Ricambio generazionale: la predica e la pratica
Il mantra del ricambio generazionale pervade ormai ogni discorso intorno al rilancio del Partito Democratico. Nel nome del rinnovamento della classe dirigente si lanciano anatemi e si guidano truppe di vento contro una generazione di politici logora, conflittuale, inadeguata. Il PD non potrà mai affrancarsi dalle sue ingombranti identità passate – non potrà mai essere partito nuovo – fino a quando non presenterà ai suoi vertici persone libere dal pregiudizio della provenienza, capaci di incarnare la novità in modo univoco e credibile. Fino a quando non farà largo ai giovani. Si dice.
Parlando d'altro, uno che la sa lunga, chiamiamolo Md'A, ha dichiarato qualche settimana fa: “la vocazione maggioritaria non si predica, si pratica”. Affilato ed evidente. È inutile strombazzare strategie altisonanti se poi alla prova dei fatti non si è in grado di sostenere lo scontro: prima si raccolgono le forze e poi si sfida il potente avversario. Se trasliamo il ragionamento al ricambio della classe dirigente del PD, la limpidezza del ragionamento non si perde: il comando di un partito non si richiede, si conquista.
Persino in una sbocconcellata democrazia interna come quella del PD, vale la regola che viene eletto segretario chi si candida e ottiene più voti. Alle ultime primarie nazionali l'unica novità era il giovane Adinolfi che ha calamitato i voti di affezionati lettori e parenti (5.000); dopo le dimissioni di Veltroni, i candidati – veri e presunti – alla segreteria erano Franceschini, Parisi e Bersani, nuovi pretendenti alla leadership si sono limitati a vociare l'assenza di primarie. Ma nelle pieghe della realtà locale un ricambio generazionale sta lentamente avvenendo, simboleggiato dall'elezione di Renzi a candidato sindaco a Firenze: bisogna crearsi un elettorato, una credibilità personale e un programma convincente e presentarsi. Il cambiamento generazionale va alla prova dei numeri, non dei piagnistei.

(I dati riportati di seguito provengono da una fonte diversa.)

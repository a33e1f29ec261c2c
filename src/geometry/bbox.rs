// SPDX-License-Identifier: Apache-2.0
// Copyright (c) 2025 Meshpress Inc.

//! Bounding box utilities

use nalgebra::{Point3, Vector3};
use serde::{Deserialize, Serialize};

/// Axis-aligned bounding box over f64 points.
///
/// An empty box has `min > max` on every axis and is the identity for `union`.
#[derive(Debug, Clone, Copy, PartialEq, Serialize, Deserialize)]
pub struct Aabb {
    pub min: Point3<f64>,
    pub max: Point3<f64>,
}

impl Aabb {
    pub fn new(min: Point3<f64>, max: Point3<f64>) -> Self {
        Self { min, max }
    }

    pub fn empty() -> Self {
        Self {
            min: Point3::new(f64::INFINITY, f64::INFINITY, f64::INFINITY),
            max: Point3::new(f64::NEG_INFINITY, f64::NEG_INFINITY, f64::NEG_INFINITY),
        }
    }

    pub fn from_points<'a, I>(points: I) -> Self
    where
        I: IntoIterator<Item = &'a Point3<f64>>,
    {
        let mut bbox = Self::empty();
        for point in points {
            bbox.expand_to_include(point);
        }
        bbox
    }

    pub fn expand_to_include(&mut self, point: &Point3<f64>) {
        self.min.x = self.min.x.min(point.x);
        self.min.y = self.min.y.min(point.y);
        self.min.z = self.min.z.min(point.z);

        self.max.x = self.max.x.max(point.x);
        self.max.y = self.max.y.max(point.y);
        self.max.z = self.max.z.max(point.z);
    }

    pub fn union(&self, other: &Aabb) -> Aabb {
        let mut merged = *self;
        if !other.is_empty() {
            merged.expand_to_include(&other.min);
            merged.expand_to_include(&other.max);
        }
        merged
    }

    pub fn is_empty(&self) -> bool {
        self.min.x > self.max.x || self.min.y > self.max.y || self.min.z > self.max.z
    }

    pub fn center(&self) -> Point3<f64> {
        Point3::new(
            (self.min.x + self.max.x) / 2.0,
            (self.min.y + self.max.y) / 2.0,
            (self.min.z + self.max.z) / 2.0,
        )
    }

    pub fn size(&self) -> Vector3<f64> {
        if self.is_empty() {
            return Vector3::zeros();
        }
        Vector3::new(
            self.max.x - self.min.x,
            self.max.y - self.min.y,
            self.max.z - self.min.z,
        )
    }

    pub fn diagonal(&self) -> f64 {
        self.size().norm()
    }

    /// Center and radius of the sphere enclosing this box.
    pub fn bounding_sphere(&self) -> (Point3<f64>, f64) {
        (self.center(), self.diagonal() / 2.0)
    }

    pub fn contains(&self, point: &Point3<f64>) -> bool {
        point.x >= self.min.x
            && point.y >= self.min.y
            && point.z >= self.min.z
            && point.x <= self.max.x
            && point.y <= self.max.y
            && point.z <= self.max.z
    }
}

impl Default for Aabb {
    fn default() -> Self {
        Self::empty()
    }
}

Tanto più che gli ex-segretari della FGCI divenuti leader nazionali e additati a luminosi esempi – D'Alema o Veltroni – sono stati protagonisti di lunghe e asperrime battaglie congressuali e politiche prima di arrivare a posizioni di preminenza nel PDS, sostanziando così le lungimiranti politiche di ricambio di Berlinguer e Natta. Come a dire, il partito ha certamente investito sui propri giovani – un elemento ora stentato nel PD -, ma questi hanno poi dovuto conquistare la propria leadership crescendo nelle competenze, dimostrando risultati tangibili e soprattutto rappresentando nuove istanze e proponendo nuove visioni.
Ecco il punto vero, la carne viva del problema. Quando ci si domanda perché la classe politica attuale si dimostri tanto coriacea e resistente, bisognerebbe anche guardare all'offerta proposta dalle eventuali leadership nascenti. Che vuoti di rappresentanza colmano? Di quali novità strategiche si fanno portatrici? Quali nuove visioni della realtà italiana e internazionale sono stati in grado di sviluppare finora? Che personalità si sono fatte avanti per guidare il ricambio generazionale?
Domande aperte lasciate alle riflessioni degli interessati e alle valutazioni degli elettori senza risposte univoche. È certo però che la realtà del Duemila, i suoi fondamentali sconvolgimenti internazionali, i profondi mutamenti e la gravità del tessuto sociale italiana, la fluidità delle categorie e appartenenze politiche passate, le sfide strategiche del sistema partitico italiano ed europeo si prestano a infinite interpretazioni e nuove visioni e istanze. Ma bisogna farci seriamente i conti.
Bisogna fare prima di tutto i conti con l'irrespirabilità della politica italiana, col clientelismo e la corruzione, i tesseramenti fasulli e il vassallaggio, l'abuso e degrado del potere. I giovani sono capaci di rompere con le pratiche malsane tradizionali, soprattutto nelle aree più critiche del Meridione, dove è necessaria una classe politica doppiamente corazzata, capace di resistere alle sirene del malaffare ed estirpare i numerosi cancri di criminalità che ne affliggono la vita quotidiana e la libertà personale? Sono in grado di impegnarsi a rendere più trasparenti possibile le procedure di partito attraverso la propria personale pratica? A promuovere il merito - qualunque cosa esso sia – a partire dalla propria organizzazione? Sono capaci di vincere?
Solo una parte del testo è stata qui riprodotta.